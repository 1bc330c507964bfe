use serde::Serialize;

use crate::classifier::thresholds::TierThresholds;
use crate::types::{CapacityBand, CapacityStatus, MarketTier};

/// Capacity assessment of an observed candidate-property count: the band it
/// falls in, the user-facing status, and the thresholds that drew the bands.
/// Consumed by the range indicator UI and by recommendation-pool sizing.
#[derive(Debug, Clone, Copy, Serialize)]
pub struct Classification {
    pub tier: MarketTier,
    pub band: CapacityBand,
    pub status: CapacityStatus,
    pub thresholds: TierThresholds,
    pub message: &'static str,
}

/// Classify an observed candidate-property count against the tier's capacity
/// bands. Pure — thresholds are recomputed from the tier on every call.
pub fn classify(tier: MarketTier, observed_count: u32) -> Classification {
    let thresholds = TierThresholds::for_tier(tier);
    let band = thresholds.band_for(observed_count);
    let status = band.status();
    Classification {
        tier,
        band,
        status,
        thresholds,
        message: status.guidance(),
    }
}
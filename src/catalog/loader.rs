use sqlx::SqlitePool;
use tracing::{info, warn};

use crate::catalog::models::{MarketRentalRow, RawMarketRecord};
use crate::catalog::store::MarketCatalog;
use crate::error::{AppError, Result};
use crate::types::{MarketRecord, MarketTier};

/// Load the full catalog from the market_rental_data table.
///
/// Rows without coordinates are skipped — the dataset has partial coverage
/// and those regions can never match a proximity search anyway. Rows that
/// parse but violate an invariant (bad coordinate range, non-positive
/// radius or rank, stored tier disagreeing with the derived one) abort the
/// load: a silently misclassified market would corrupt every downstream
/// pool-sizing decision.
pub async fn load_from_db(pool: &SqlitePool) -> Result<MarketCatalog> {
    let rows = sqlx::query_as::<_, MarketRentalRow>(
        r#"
        SELECT region_id, latitude, longitude, radius, size_rank, market_tier,
               city_state, monthly_rental_average, yoy_growth
        FROM market_rental_data
        "#,
    )
    .fetch_all(pool)
    .await?;

    let mut raw = Vec::with_capacity(rows.len());
    let mut skipped = 0usize;
    for row in rows {
        let (Some(latitude), Some(longitude), Some(radius), Some(size_rank)) =
            (row.latitude, row.longitude, row.radius, row.size_rank)
        else {
            skipped += 1;
            continue;
        };
        let size_rank = u32::try_from(size_rank).map_err(|_| {
            AppError::Catalog(format!(
                "market {}: negative size_rank {size_rank}",
                row.region_id
            ))
        })?;
        raw.push(RawMarketRecord {
            region_id: row.region_id,
            latitude,
            longitude,
            radius,
            size_rank,
            market_tier: row.market_tier,
            city_state: row.city_state.unwrap_or_default(),
            monthly_rental_average: row.monthly_rental_average,
            yoy_growth: row.yoy_growth,
        });
    }
    if skipped > 0 {
        warn!("Catalog load skipped {skipped} rows without coordinates");
    }

    let catalog = build_catalog(raw)?;
    info!("Catalog loaded from database: {} market regions", catalog.len());
    Ok(catalog)
}

/// Load the catalog from a JSON snapshot file (an array of records).
pub fn load_from_json(path: &str) -> Result<MarketCatalog> {
    let data = std::fs::read_to_string(path)?;
    let raw: Vec<RawMarketRecord> = serde_json::from_str(&data)?;
    let catalog = build_catalog(raw)?;
    info!("Catalog loaded from {path}: {} market regions", catalog.len());
    Ok(catalog)
}

/// Validate raw records and assemble the immutable catalog, preserving input
/// order (resolution tie-breaking depends on it).
pub fn build_catalog(raw: Vec<RawMarketRecord>) -> Result<MarketCatalog> {
    let mut records = Vec::with_capacity(raw.len());
    for record in raw {
        records.push(validate_record(record)?);
    }
    Ok(MarketCatalog::new(records))
}

fn validate_record(raw: RawMarketRecord) -> Result<MarketRecord> {
    if !raw.latitude.is_finite()
        || !raw.longitude.is_finite()
        || !(-90.0..=90.0).contains(&raw.latitude)
        || !(-180.0..=180.0).contains(&raw.longitude)
    {
        return Err(AppError::InvalidCoordinate {
            region_id: raw.region_id,
            latitude: raw.latitude,
            longitude: raw.longitude,
        });
    }
    if !raw.radius.is_finite() || raw.radius <= 0.0 {
        return Err(AppError::Catalog(format!(
            "market {}: non-positive radius {}",
            raw.region_id, raw.radius
        )));
    }
    if raw.size_rank == 0 {
        return Err(AppError::Catalog(format!(
            "market {}: size_rank must be positive",
            raw.region_id
        )));
    }

    let tier = MarketTier::from_size_rank(raw.size_rank);
    if let Some(stored) = raw.market_tier {
        let stored_tier = MarketTier::try_from(stored)?;
        if stored_tier != tier {
            return Err(AppError::TierMismatch {
                region_id: raw.region_id,
                stored,
                derived: tier.as_number(),
                size_rank: raw.size_rank,
            });
        }
    }

    Ok(MarketRecord {
        region_id: raw.region_id,
        latitude: raw.latitude,
        longitude: raw.longitude,
        radius_miles: raw.radius,
        size_rank: raw.size_rank,
        tier,
        city_state: raw.city_state,
        monthly_rental_average: raw.monthly_rental_average,
        yoy_growth: raw.yoy_growth,
    })
}

#[cfg(test)]
mod tests {
    use super::*;

    fn raw(region_id: i64, lat: f64, lng: f64, radius: f64, size_rank: u32) -> RawMarketRecord {
        RawMarketRecord {
            region_id,
            latitude: lat,
            longitude: lng,
            radius,
            size_rank,
            market_tier: None,
            city_state: String::new(),
            monthly_rental_average: None,
            yoy_growth: None,
        }
    }

    #[test]
    fn derives_tier_from_size_rank() {
        let catalog = build_catalog(vec![raw(1, 40.7, -74.0, 50.0, 1)]).unwrap();
        assert_eq!(catalog.all_markets()[0].tier, MarketTier::MajorMetro);
    }

    #[test]
    fn consistent_stored_tier_is_accepted() {
        let mut record = raw(1, 40.7, -74.0, 50.0, 150);
        record.market_tier = Some(3);
        let catalog = build_catalog(vec![record]).unwrap();
        assert_eq!(catalog.all_markets()[0].tier, MarketTier::MidSizeCity);
    }

    #[test]
    fn stale_stored_tier_aborts_load() {
        // rank 150 derives tier 3; a stored tier 2 is a data-integrity bug
        let mut record = raw(7, 40.7, -74.0, 50.0, 150);
        record.market_tier = Some(2);
        let err = build_catalog(vec![record]).unwrap_err();
        assert!(matches!(
            err,
            AppError::TierMismatch { region_id: 7, stored: 2, derived: 3, size_rank: 150 }
        ));
    }

    #[test]
    fn out_of_range_coordinate_is_rejected() {
        assert!(build_catalog(vec![raw(1, 91.0, 0.0, 25.0, 10)]).is_err());
        assert!(build_catalog(vec![raw(1, 0.0, -181.0, 25.0, 10)]).is_err());
        assert!(build_catalog(vec![raw(1, f64::NAN, 0.0, 25.0, 10)]).is_err());
    }

    #[test]
    fn non_positive_radius_is_rejected() {
        assert!(build_catalog(vec![raw(1, 40.7, -74.0, 0.0, 10)]).is_err());
        assert!(build_catalog(vec![raw(1, 40.7, -74.0, -5.0, 10)]).is_err());
    }

    #[test]
    fn json_snapshot_parses() {
        let data = r#"[
            {"region_id": 394913, "latitude": 40.7128, "longitude": -74.006,
             "radius": 50.0, "size_rank": 1, "market_tier": 1,
             "city_state": "New York, NY", "monthly_rental_average": 3450.0}
        ]"#;
        let raw: Vec<RawMarketRecord> = serde_json::from_str(data).unwrap();
        let catalog = build_catalog(raw).unwrap();
        assert_eq!(catalog.len(), 1);
        assert_eq!(catalog.all_markets()[0].city_state, "New York, NY");
    }
}
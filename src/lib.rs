//! Geographic market resolution and recommendation-capacity classification.
//!
//! Given a property coordinate, find the named market region that covers it
//! (nearest match within each region's radius), derive the market's size
//! tier, and judge whether an observed candidate-property count sits in the
//! tier's sweet spot for generating diverse recommendations. Locations no
//! region covers degrade to a count-based fallback tier instead of failing.

pub mod catalog;
pub mod classifier;
pub mod config;
pub mod error;
pub mod resolver;
pub mod types;

pub use catalog::{CatalogHandle, MarketCatalog};
pub use classifier::{classify, Classification, TierThresholds};
pub use error::{AppError, Result};
pub use resolver::{rank_by_distance, resolve, RankedMarket, ResolvedMarket};
pub use types::{CapacityBand, CapacityStatus, MarketRecord, MarketTier};
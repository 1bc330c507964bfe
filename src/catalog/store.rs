use std::sync::{Arc, RwLock};

use crate::types::MarketRecord;

// ---------------------------------------------------------------------------
// MarketCatalog — immutable snapshot
// ---------------------------------------------------------------------------

/// Immutable snapshot of every named market region. Built once by the loader
/// and shared read-only; a refresh produces a whole new catalog rather than
/// mutating this one. Record order is preserved from the source — resolution
/// tie-breaking is "first occurrence wins".
#[derive(Debug, Default)]
pub struct MarketCatalog {
    records: Vec<MarketRecord>,
}

impl MarketCatalog {
    pub fn new(records: Vec<MarketRecord>) -> Self {
        Self { records }
    }

    pub fn all_markets(&self) -> &[MarketRecord] {
        &self.records
    }

    pub fn len(&self) -> usize {
        self.records.len()
    }

    /// An empty catalog is valid — every resolution simply returns no match.
    pub fn is_empty(&self) -> bool {
        self.records.is_empty()
    }
}

// ---------------------------------------------------------------------------
// CatalogHandle — atomic snapshot publication
// ---------------------------------------------------------------------------

/// Shared handle for refreshing the catalog without disturbing readers.
/// `swap` publishes a complete new snapshot by replacing the inner Arc, so an
/// in-flight resolution keeps the snapshot it started with and never sees a
/// half-updated record set.
pub struct CatalogHandle {
    inner: RwLock<Arc<MarketCatalog>>,
}

impl CatalogHandle {
    pub fn new(catalog: MarketCatalog) -> Self {
        Self {
            inner: RwLock::new(Arc::new(catalog)),
        }
    }

    /// Current snapshot. Cheap — clones the Arc, not the records.
    pub fn snapshot(&self) -> Arc<MarketCatalog> {
        Arc::clone(&self.inner.read().unwrap_or_else(|e| e.into_inner()))
    }

    /// Publish a freshly loaded catalog as the new snapshot.
    pub fn swap(&self, catalog: MarketCatalog) {
        let mut guard = self.inner.write().unwrap_or_else(|e| e.into_inner());
        *guard = Arc::new(catalog);
    }
}

#[cfg(test)]
mod tests {
    use super::*;
    use crate::types::{MarketRecord, MarketTier};

    fn record(region_id: i64) -> MarketRecord {
        MarketRecord {
            region_id,
            latitude: 40.0,
            longitude: -74.0,
            radius_miles: 50.0,
            size_rank: 1,
            tier: MarketTier::MajorMetro,
            city_state: "Test, NY".to_string(),
            monthly_rental_average: None,
            yoy_growth: None,
        }
    }

    #[test]
    fn empty_catalog_is_valid() {
        let catalog = MarketCatalog::default();
        assert!(catalog.is_empty());
        assert!(catalog.all_markets().is_empty());
    }

    #[test]
    fn swap_does_not_disturb_existing_snapshot() {
        let handle = CatalogHandle::new(MarketCatalog::new(vec![record(1)]));
        let before = handle.snapshot();

        handle.swap(MarketCatalog::new(vec![record(2), record(3)]));

        // The old snapshot is unchanged; new readers see the refresh.
        assert_eq!(before.len(), 1);
        assert_eq!(before.all_markets()[0].region_id, 1);
        assert_eq!(handle.snapshot().len(), 2);
    }
}
use serde::Serialize;

use crate::config::pool_midpoints;
use crate::types::{CapacityBand, MarketTier};

/// Count thresholds partitioning the capacity scale for one tier. Derived
/// fresh from the tier's pool midpoint on every call — never cached, never
/// stored.
#[derive(Debug, Clone, Copy, PartialEq, Eq, Serialize)]
pub struct TierThresholds {
    /// Lower edge of the left good band.
    pub blue_lower: u32,
    /// Inclusive sweet-spot range.
    pub green_lower: u32,
    pub green_upper: u32,
    /// Upper edge of the right good band, placed so both good bands span the
    /// same absolute count (not the same percentage).
    pub blue_right_max: u32,
    /// Display ceiling of the indicator scale. Counts above it still
    /// classify as too-high; they just render pinned at the right edge.
    pub max_scale: u32,
}

impl TierThresholds {
    pub fn for_tier(tier: MarketTier) -> Self {
        let midpoint = f64::from(pool_midpoint(tier));
        let green_lower = (midpoint * 0.6).round() as u32;
        let green_upper = (midpoint * 1.4).round() as u32;
        let blue_lower = (f64::from(green_lower) * 0.8).round() as u32;
        let blue_left_range = green_lower - blue_lower;
        let blue_right_max = green_upper + blue_left_range;
        let max_scale = (f64::from(blue_right_max) * 1.3).round() as u32;
        Self {
            blue_lower,
            green_lower,
            green_upper,
            blue_right_max,
            max_scale,
        }
    }

    /// Which segment of the scale a count lands in. Lower edges are
    /// inclusive; together the bands cover every non-negative count exactly
    /// once.
    pub fn band_for(&self, count: u32) -> CapacityBand {
        if count < self.blue_lower {
            CapacityBand::TooLow
        } else if count < self.green_lower {
            CapacityBand::GoodLeft
        } else if count <= self.green_upper {
            CapacityBand::SweetSpot
        } else if count <= self.blue_right_max {
            CapacityBand::GoodRight
        } else {
            CapacityBand::TooHigh
        }
    }

    /// Marker position on the 0..max_scale indicator bar as a percentage,
    /// clamped to [2, 98] so the marker never renders off either edge.
    pub fn scale_position(&self, count: u32) -> f64 {
        let raw = f64::from(count) / f64::from(self.max_scale) * 100.0;
        raw.clamp(2.0, 98.0)
    }
}

fn pool_midpoint(tier: MarketTier) -> u32 {
    match tier {
        MarketTier::MajorMetro => pool_midpoints::TIER1,
        MarketTier::LargeMetro => pool_midpoints::TIER2,
        MarketTier::MidSizeCity => pool_midpoints::TIER3,
        MarketTier::SmallCity => pool_midpoints::TIER4,
    }
}

#[cfg(test)]
mod tests {
    use super::*;

    const ALL_TIERS: [MarketTier; 4] = [
        MarketTier::MajorMetro,
        MarketTier::LargeMetro,
        MarketTier::MidSizeCity,
        MarketTier::SmallCity,
    ];

    #[test]
    fn tier1_thresholds_match_known_values() {
        let t = TierThresholds::for_tier(MarketTier::MajorMetro);
        assert_eq!(t.green_lower, 420);
        assert_eq!(t.green_upper, 980);
        assert_eq!(t.blue_lower, 336);
        assert_eq!(t.blue_right_max, 1064);
        assert_eq!(t.max_scale, 1383);
    }

    #[test]
    fn tier4_thresholds_match_known_values() {
        let t = TierThresholds::for_tier(MarketTier::SmallCity);
        assert_eq!(t.green_lower, 45);
        assert_eq!(t.green_upper, 105);
        assert_eq!(t.blue_lower, 36);
        assert_eq!(t.blue_right_max, 114);
    }

    #[test]
    fn thresholds_are_ordered_for_every_tier() {
        for tier in ALL_TIERS {
            let t = TierThresholds::for_tier(tier);
            assert!(t.blue_lower < t.green_lower, "{tier:?}");
            assert!(t.green_lower < t.green_upper, "{tier:?}");
            assert!(t.green_upper < t.blue_right_max, "{tier:?}");
            assert!(t.blue_right_max < t.max_scale, "{tier:?}");
        }
    }

    #[test]
    fn good_bands_have_equal_absolute_width() {
        for tier in ALL_TIERS {
            let t = TierThresholds::for_tier(tier);
            assert_eq!(
                t.blue_right_max - t.green_upper,
                t.green_lower - t.blue_lower,
                "{tier:?}"
            );
        }
    }

    #[test]
    fn bands_partition_every_count() {
        // Walking counts upward must visit the five bands in order, each
        // exactly once — no gaps, no overlaps, no going back.
        use CapacityBand::*;
        for tier in ALL_TIERS {
            let t = TierThresholds::for_tier(tier);
            let expected = [TooLow, GoodLeft, SweetSpot, GoodRight, TooHigh];
            let mut seen = vec![t.band_for(0)];
            for count in 1..=t.max_scale + 100 {
                let band = t.band_for(count);
                if band != *seen.last().unwrap() {
                    seen.push(band);
                }
            }
            assert_eq!(seen, expected, "{tier:?}");
        }
    }

    #[test]
    fn scale_position_clamps_to_visible_range() {
        let t = TierThresholds::for_tier(MarketTier::SmallCity);
        assert_eq!(t.scale_position(0), 2.0);
        assert_eq!(t.scale_position(1), 2.0);
        assert_eq!(t.scale_position(100_000), 98.0);
        let mid = t.scale_position(t.max_scale / 2);
        assert!((49.0..51.0).contains(&mid), "mid={mid}");
    }
}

= = = = =

◆ Your task ◆
Return each line of the data above that includes the word "GoodRight".

◆ Written solution ◆
            CapacityBand::GoodRight
            let expected = [TooLow, GoodLeft, SweetSpot, GoodRight, TooHigh];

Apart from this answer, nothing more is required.